The BBC’s weekly The Boss series profiles different business leaders from around the world. This week we speak to Nick Mowbray, the co-founder and co-chief executive of toymaker Zuru.
A few years into trying to build a toy business in China, budding entrepreneur Nick Mowbray got a lucky break – a whiff of interest from Walmart.
The US retail giant wanted to visit Zuru’s showroom in Hong Kong. Nick quickly agreed, and promised to send the address. Now all he had to do was set-up a showroom.
“The next day I’m on a train to Hong, knocking on doors,” the 34-year-old says.
It’s a story that captures the early days of Zuru – a company the New Zealander founded with his brother Mat in 2003 – hustling and figuring it out as they went along.

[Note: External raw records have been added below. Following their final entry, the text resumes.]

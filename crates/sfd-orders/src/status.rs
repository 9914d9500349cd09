use std::fmt;
use std::str::FromStr;

use serde::{Deserialize, Serialize};

// ---------------------------------------------------------------------------
// OrderStatus
// ---------------------------------------------------------------------------

/// Every lifecycle state a storefront order can occupy.
///
/// Text form (wire, config, CLI) is the lowercase variant name.
#[derive(Debug, Clone, Copy, PartialEq, Eq, Hash, PartialOrd, Ord, Serialize, Deserialize)]
#[serde(rename_all = "lowercase")]
pub enum OrderStatus {
    /// Placed by the customer, not yet looked at. Initial state.
    Pending,
    /// Accepted by the shop.
    Confirmed,
    /// Being picked and packed.
    Processing,
    /// Handed to the carrier.
    Shipped,
    /// Received by the customer. Only a return can follow.
    Delivered,
    /// Cancelled. **Terminal.**
    Cancelled,
    /// Returned after delivery. **Terminal.**
    Returned,
}

impl OrderStatus {
    /// All statuses in lifecycle order.
    pub const ALL: [OrderStatus; 7] = [
        OrderStatus::Pending,
        OrderStatus::Confirmed,
        OrderStatus::Processing,
        OrderStatus::Shipped,
        OrderStatus::Delivered,
        OrderStatus::Cancelled,
        OrderStatus::Returned,
    ];

    pub fn as_str(&self) -> &'static str {
        match self {
            OrderStatus::Pending => "pending",
            OrderStatus::Confirmed => "confirmed",
            OrderStatus::Processing => "processing",
            OrderStatus::Shipped => "shipped",
            OrderStatus::Delivered => "delivered",
            OrderStatus::Cancelled => "cancelled",
            OrderStatus::Returned => "returned",
        }
    }

    /// Lenient lookup: trims and ignores ASCII case. `None` for anything
    /// outside the closed set.
    pub fn from_label(label: &str) -> Option<Self> {
        let t = label.trim();
        Self::ALL
            .iter()
            .copied()
            .find(|s| s.as_str().eq_ignore_ascii_case(t))
    }
}

impl fmt::Display for OrderStatus {
    fn fmt(&self, f: &mut fmt::Formatter<'_>) -> fmt::Result {
        f.write_str(self.as_str())
    }
}

impl FromStr for OrderStatus {
    type Err = UnknownStatus;

    fn from_str(s: &str) -> Result<Self, Self::Err> {
        Self::from_label(s).ok_or_else(|| UnknownStatus {
            label: s.to_string(),
        })
    }
}

// ---------------------------------------------------------------------------
// UnknownStatus
// ---------------------------------------------------------------------------

/// A status label that is not one of the seven known statuses.
#[derive(Debug, Clone, PartialEq, Eq)]
pub struct UnknownStatus {
    pub label: String,
}

impl fmt::Display for UnknownStatus {
    fn fmt(&self, f: &mut fmt::Formatter<'_>) -> fmt::Result {
        write!(
            f,
            "unknown order status '{}'. expected one of: pending | confirmed | processing | shipped | delivered | cancelled | returned",
            self.label
        )
    }
}

impl std::error::Error for UnknownStatus {}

Today the pair, along with their sister Anna, preside over a global firm that employs 5,000 people, and expects annual sales of $460m (£356m) this year. The success has made the family one of the wealthiest in New Zealand.
It all began back in the brothers’ school days. Mat created a hot air balloon kit – made from a coke can and a plastic bag – which they sold door-to-door. The teenagers became more serious about the venture and got a tiny factory going on their parents’ dairy farm in rural north island New Zealand.
“As payment we had to milk the cows and spray some weeds,” Nick says.
At the time, Nick was studying law at university and helping out on the side. Mat had pulled out of college to focus on toys full-time. Things rumbled along until one day the brothers made a snap decision. Why not try their luck in China?
So at 18, Nick also dropped out of university and shortly after boarded a plane to Hong Kong with then 22-year-old Mat. They had “made some contacts on the internet” but were otherwise vastly ill-equipped – unable to speak the language and short on business savvy.
“We were so naïve, we had no idea what we were doing,” says Nick.
With a $20,000 loan from their parents, they bought an injection moulding machine, and set up a small factory in Guangzhou, China. Zuru was up and running.